[PATCH Part1 RFC v4 26/36] x86/compressed/64: enable SEV-SNP-validated CPUID in #VC handler
From: Brijesh Singh
Date: Wed Jul 07 2021 - 14:17:29 EST
From: Michael Roth <michael.roth@xxxxxxx>
CPUID instructions generate a #VC exception for SEV-ES/SEV-SNP guests,
for which early handlers are currently set up to handle. In the case
of SEV-SNP, guests can use a special location in guest memory address
space that has been pre-populated with firmware-validated CPUID
information to look up the relevant CPUID values rather than
requesting them from hypervisor via a VMGEXIT.
Determine the location of the CPUID memory address in advance of any
CPUID instructions/exceptions and, when available, use it to handle
the CPUID lookup.
Signed-off-by: Michael Roth <michael.roth@xxxxxxx>
Signed-off-by: Brijesh Singh <brijesh.singh@xxxxxxx>
---
arch/x86/boot/compressed/efi-config-table.c | 44 +++
arch/x86/boot/compressed/head_64.S | 1 +
arch/x86/boot/compressed/idt_64.c | 7 +-
arch/x86/boot/compressed/misc.h | 10 +
arch/x86/boot/compressed/sev.c | 3 +
arch/x86/include/asm/sev-common.h | 2 +
arch/x86/include/asm/sev.h | 3 +
arch/x86/kernel/sev-shared.c | 322 ++++++++++++++++++++
arch/x86/kernel/sev.c | 4 +
9 files changed, 394 insertions(+), 2 deletions(-)

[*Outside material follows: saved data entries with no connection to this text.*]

use anyhow::{Context, Result};
use clap::{Parser, Subcommand};
use std::path::PathBuf;
use std::str::FromStr;
use tracklog::config::{AppConfig, default_cache_path, default_data_dir};
use tracklog::db::Database;
use tracklog::layout::ChartLayout;
use tracklog::models::{Granularity, Metric, SortDirection, SortSpec, TrackField};
use tracklog::pagination::PageItem;
use tracklog::store::{CachedStore, FileStore, HttpStore, TrackSource};
use tracklog::view::{ChartState, SongsTable, row_cells};

#[derive(Parser)]
#[command(name = "tracklog", version, about = "Listening-history analytics")]
struct Cli {
    /// Store layout directory (written by `ingest`, read by everything else)
    #[arg(long, global = true)]
    data_dir: Option<PathBuf>,

    /// Read the store layout from this base URL instead of --data-dir
    #[arg(long, global = true)]
    remote: Option<String>,

    /// Skip the persistent fetch cache for remote reads
    #[arg(long, global = true)]
    no_cache: bool,

    /// Verbosity (-v, -vv, -vvv)
    #[arg(short, long, action = clap::ArgAction::Count, global = true)]
    verbose: u8,

    #[command(subcommand)]
    command: Commands,
}

#[derive(Subcommand)]
enum Commands {
    /// Build the store layout from exported streaming-history JSON files
    Ingest {
        /// Files or directories to read
        #[arg(required = true)]
        paths: Vec<PathBuf>,

        /// Output directory (defaults to --data-dir)
        #[arg(long)]
        out: Option<PathBuf>,

        /// Number of parallel workers (0 = auto-detect from config)
        #[arg(short = 'j', long, default_value = "0")]
        jobs: usize,
    },

    /// Show one page of the songs table
    Songs {
        /// Case-insensitive match on song, artist or album
        #[arg(short, long)]
        search: Option<String>,

        /// Column to sort by: song, artist, album, playCount, skipCount,
        /// duration or avgSkipTime (default: playCount, descending)
        #[arg(long, value_parser = TrackField::from_str)]
        sort: Option<TrackField>,

        /// Sort ascending instead of descending
        #[arg(long)]
        asc: bool,

        /// Rows per page: 5, 10, 20, 40 or 80
        #[arg(long)]
        page_size: Option<usize>,

        /// Page to show; read like a typed page number ("3", " 3rd")
        #[arg(long)]
        page: Option<String>,
    },

    /// Chart a metric per month or per year
    Chart {
        /// month or year
        #[arg(long, value_parser = Granularity::from_str, default_value = "month")]
        view: Granularity,

        /// Year to chart in month view (defaults to the latest)
        #[arg(long)]
        year: Option<String>,

        /// plays, duration or skips
        #[arg(long, value_parser = Metric::from_str, default_value = "plays")]
        metric: Metric,
    },

    /// List the periods available in the store
    Periods {
        /// month or year
        #[arg(long, value_parser = Granularity::from_str, default_value = "month")]
        view: Granularity,
    },

    /// Manage the persistent fetch cache
    Cache {
        #[command(subcommand)]
        action: CacheAction,
    },
}

#[derive(Subcommand)]
enum CacheAction {
    /// Drop every cached payload
    Clear,
    /// Show entry count, size and age
    Stats,
}

fn main() -> Result<()> {
    let cli = Cli::parse();

    // Set up logging based on verbosity
    let log_level = match cli.verbose {
        0 => "warn",
        1 => "info",
        2 => "debug",
        _ => "trace",
    };
    env_logger::Builder::from_env(env_logger::Env::default().default_filter_or(log_level))
        .format_timestamp(None)
        .init();

    // Load config file (optional, defaults if missing)
    let config = AppConfig::load();

    // Resolve store directory: CLI > config > XDG default
    let data_dir = cli
        .data_dir
        .clone()
        .or(config.data_dir.clone())
        .unwrap_or_else(default_data_dir);

    match cli.command {
        Commands::Ingest { ref paths, ref out, jobs } => {
            let out_dir = out.clone().unwrap_or_else(|| data_dir.clone());
            let options = tracklog::ingest::IngestOptions {
                workers: config.resolve_workers(jobs),
                show_progress: true,
            };
            let index = tracklog::ingest::ingest(paths, &options).context("Ingest failed")?;
            index
                .write_store(&out_dir)
                .with_context(|| format!("Failed to write store to {}", out_dir.display()))?;

            let r = &index.report;
            println!(
                "Ingest complete: {} files ({} failed), {} plays, \
                 {} podcast and {} zero-length events skipped",
                r.files,
                r.failed_files,
                r.plays,
                r.podcasts,
                r.zero_length
            );
            if r.bad_timestamps > 0 {
                println!("{} events had unreadable timestamps", r.bad_timestamps);
            }
            println!(
                "Totals: {} plays, {} skips, {:.1} hours across {} songs",
                index.totals.plays,
                index.totals.skips,
                index.totals.seconds as f64 / 3600.0,
                index.all_time.len()
            );
            println!("Store written to {}", out_dir.display());
        }

        Commands::Songs {
            ref search,
            sort,
            asc,
            page_size,
            ref page,
        } => {
            let store = open_store(&cli, &config, &data_dir)?;
            let tracks = store.fetch_all_tracks().context("Could not load tracks")?;

            let mut table = SongsTable::new(tracks, config.page_size);
            if let Some(size) = page_size {
                if !table.set_page_size(size) {
                    log::warn!(
                        "Page size {} not offered ({:?}), keeping {}",
                        size,
                        tracklog::PAGE_SIZE_OPTIONS,
                        table.pagination().page_size()
                    );
                }
            }
            if sort.is_some() || asc {
                let field = sort.unwrap_or(TrackField::PlayCount);
                let direction = if asc {
                    SortDirection::Ascending
                } else {
                    SortDirection::Descending
                };
                table.set_sort(SortSpec { field, direction });
            }
            if let Some(q) = search {
                table.set_query(q);
            }
            if let Some(p) = page {
                table.set_page_input(p);
                if !table.submit_page_input() {
                    log::warn!(
                        "No page {:?}; showing page {}",
                        p,
                        table.pagination().current_page()
                    );
                }
            }

            print_songs(&table);
        }

        Commands::Chart { view, ref year, metric } => {
            let store = open_store(&cli, &config, &data_dir)?;
            let mut state = ChartState {
                view,
                chosen_year: year.clone(),
                metric,
                ..ChartState::default()
            };
            let chart = state.load(&store);
            if chart.data_unavailable {
                anyhow::bail!("Data unavailable. Re-run with -v for details.");
            }

            match (&state.view, &state.chosen_year) {
                (Granularity::Month, Some(y)) => {
                    println!("{} by month, {}", chart.metric.label(), y)
                }
                _ => println!("{} by {}", chart.metric.label(), state.view),
            }
            if state.view == Granularity::Month && !state.years.is_empty() {
                println!("Years: {}", state.years.join("  "));
            }
            println!();

            if chart.points.is_empty() {
                println!("No listening data for this selection.");
                return Ok(());
            }

            let layout = ChartLayout::for_viewport(terminal_width());
            println!("{} / {}  (bar colour {})", chart.y_title, chart.x_title, chart.color);
            for line in chart.render(&layout) {
                println!("{line}");
            }

            if let Some(s) = &chart.summary_display {
                println!();
                println!("Peak:    {} ({})", s.peak_period, s.peak_value);
                println!("Average: {}", s.average);
                println!("Total:   {}", s.total);
            }
        }

        Commands::Periods { view } => {
            let store = open_store(&cli, &config, &data_dir)?;
            let granularity = view;
            let periods = store
                .fetch_periods(granularity)
                .context("Could not load periods")?;

            if periods.is_empty() {
                println!("No {granularity} periods in the store.");
                return Ok(());
            }
            println!("{} {} periods:", periods.len(), granularity);
            for p in &periods {
                println!("  {:<8} {}", p, tracklog::format::format_period_label(p));
            }
            if granularity == Granularity::Month {
                println!();
                println!("Years: {}", tracklog::periods::available_years(&periods).join("  "));
            }
        }

        Commands::Cache { ref action } => {
            let cache_path = config.cache_path.clone().unwrap_or_else(default_cache_path);
            let db = Database::open(&cache_path)
                .context("Failed to open fetch cache")?
                .with_ttl_days(config.cache_ttl_days);

            match action {
                CacheAction::Clear => {
                    let removed = db.cache_clear().context("Failed to clear cache")?;
                    println!("Removed {} cached payloads from {}", removed, cache_path.display());
                }
                CacheAction::Stats => {
                    let stats = db.cache_stats().context("Failed to read cache")?;
                    println!("Cache: {}", cache_path.display());
                    println!("  Entries:  {}", stats.entries);
                    println!("  Size:     {:.1} KiB", stats.total_bytes as f64 / 1024.0);
                    match db.ttl_days() {
                        Some(days) => println!("  Expired:  {} (TTL {} days)", stats.expired, days),
                        None => println!("  Expired:  - (no TTL)"),
                    }
                    if let Some(ts) = stats.oldest_fetched_at {
                        if let Some(when) = chrono::DateTime::from_timestamp(ts, 0) {
                            println!("  Oldest:   {}", when.format("%Y-%m-%d %H:%M UTC"));
                        }
                    }
                }
            }
        }
    }

    Ok(())
}

/// Local directory or remote URL; remote reads go through the fetch cache
/// unless `--no-cache` is given.
fn open_store(
    cli: &Cli,
    config: &AppConfig,
    data_dir: &std::path::Path,
) -> Result<Box<dyn TrackSource>> {
    let remote = cli.remote.clone().or(config.remote_url.clone());
    let Some(url) = remote else {
        log::info!("Store: {}", data_dir.display());
        return Ok(Box::new(FileStore::new(data_dir)));
    };

    log::info!("Store: {url}");
    let http = HttpStore::new(&url, config.http_timeout());
    if cli.no_cache {
        return Ok(Box::new(http));
    }

    let cache_path = config.cache_path.clone().unwrap_or_else(default_cache_path);
    log::info!("Fetch cache: {}", cache_path.display());
    let db = Database::open(&cache_path)
        .context("Failed to open fetch cache")?
        .with_ttl_days(config.cache_ttl_days);
    Ok(Box::new(CachedStore::new(http, db)))
}

fn terminal_width() -> usize {
    std::env::var("COLUMNS")
        .ok()
        .and_then(|c| c.trim().parse().ok())
        .unwrap_or(80)
}

/// Cut to `width` characters, marking the cut with "...".
fn truncate(s: &str, width: usize) -> String {
    if s.chars().count() > width {
        let kept: String = s.chars().take(width.saturating_sub(3)).collect();
        format!("{kept}...")
    } else {
        s.to_string()
    }
}

/// Print the current page of the songs table with its page picker.
fn print_songs(table: &SongsTable) {
    const WIDTHS: [usize; 7] = [30, 22, 22, 8, 8, 9, 9];

    if !table.query().is_empty() {
        println!("Search: \"{}\"", table.query());
    }

    let headers = table.headers();
    println!(
        "{:<30} {:<22} {:<22} {:>8} {:>8} {:>9} {:>9}",
        headers[0], headers[1], headers[2], headers[3], headers[4], headers[5], headers[6]
    );
    println!("{}", "-".repeat(WIDTHS.iter().sum::<usize>() + WIDTHS.len() - 1));

    if table.rows().is_empty() {
        println!("No results found.");
    }
    for track in table.rows() {
        let c = row_cells(track);
        println!(
            "{:<30} {:<22} {:<22} {:>8} {:>8} {:>9} {:>9}",
            truncate(&c[0], WIDTHS[0]),
            truncate(&c[1], WIDTHS[1]),
            truncate(&c[2], WIDTHS[2]),
            c[3],
            c[4],
            c[5],
            c[6],
        );
    }

    let p = table.pagination();
    println!();
    println!("Total Results: {}", table.total_results());
    if p.total_pages() > 1 {
        let picker: Vec<String> = table
            .window()
            .iter()
            .map(|item| match item {
                PageItem::Page(n) if *n == p.current_page() => format!("[{n}]"),
                PageItem::Page(n) => n.to_string(),
                PageItem::Ellipsis => "...".to_string(),
            })
            .collect();
        println!(
            "Page {} of {} ({} per page):  {}",
            p.current_page(),
            p.total_pages(),
            p.page_size(),
            picker.join(" ")
        );
    }
}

diff --git a/arch/x86/boot/compressed/efi-config-table.c b/arch/x86/boot/compressed/efi-config-table.c
index d1a34aa7cefd..678fc4236030 100644
--- a/arch/x86/boot/compressed/efi-config-table.c
+++ b/arch/x86/boot/compressed/efi-config-table.c
@@ -178,3 +178,47 @@ efi_bp_get_conf_table(struct boot_params *boot_params,
return 0;
}
+
+/*
+ * Given boot_params, locate EFI system/config table from it and search for
+ * physical for the vendor table associated with GUID.
+ *
+ * @boot_params: pointer to boot_params
+ * @guid: GUID of vendor table
+ * @vendor_table_pa: location to store physical address of vendor table
+ *
+ * Returns 0 on success. On error, return params are left unchanged.
+ */
+int
+efi_bp_find_vendor_table(struct boot_params *boot_params, efi_guid_t guid,
+ unsigned long *vendor_table_pa)
+{
+ unsigned long conf_table_pa = 0;
+ unsigned int conf_table_len = 0;
+ unsigned int i;
+ bool efi_64;
+ int ret;
+
+ ret = efi_bp_get_conf_table(boot_params, &conf_table_pa,
+ &conf_table_len, &efi_64);
+ if (ret)
+ return ret;
+
+ for (i = 0; i < conf_table_len; i++) {
+ unsigned long vendor_table_pa_tmp;
+ efi_guid_t vendor_table_guid;
+ int ret;
+
+ if (get_vendor_table((void *)conf_table_pa, i,
+ &vendor_table_pa_tmp,
+ &vendor_table_guid, efi_64))
+ return -EINVAL;
+
+ if (!efi_guidcmp(guid, vendor_table_guid)) {
+ *vendor_table_pa = vendor_table_pa_tmp;
+ return 0;
+ }
+ }
+
+ return -ENOENT;
+}
diff --git a/arch/x86/boot/compressed/head_64.S b/arch/x86/boot/compressed/head_64.S
index a2347ded77ea..1c1658693fc9 100644
--- a/arch/x86/boot/compressed/head_64.S
+++ b/arch/x86/boot/compressed/head_64.S
@@ -441,6 +441,7 @@ SYM_CODE_START(startup_64)
.Lon_kernel_cs:
pushq %rsi
+ movq %rsi, %rdi /* real mode address */
call load_stage1_idt
popq %rsi
diff --git a/arch/x86/boot/compressed/idt_64.c b/arch/x86/boot/compressed/idt_64.c
index 9b93567d663a..1f6511a6625d 100644
--- a/arch/x86/boot/compressed/idt_64.c
+++ b/arch/x86/boot/compressed/idt_64.c
@@ -3,6 +3,7 @@
#include <asm/segment.h>
#include <asm/trapnr.h>
#include "misc.h"
+#include <asm/sev.h>
static void set_idt_entry(int vector, void (*handler)(void))
{
@@ -28,13 +29,15 @@ static void load_boot_idt(const struct desc_ptr *dtr)
}
/* Setup IDT before kernel jumping to .Lrelocated */
-void load_stage1_idt(void)
+void load_stage1_idt(void *rmode)
{
boot_idt_desc.address = (unsigned long)boot_idt;
- if (IS_ENABLED(CONFIG_AMD_MEM_ENCRYPT))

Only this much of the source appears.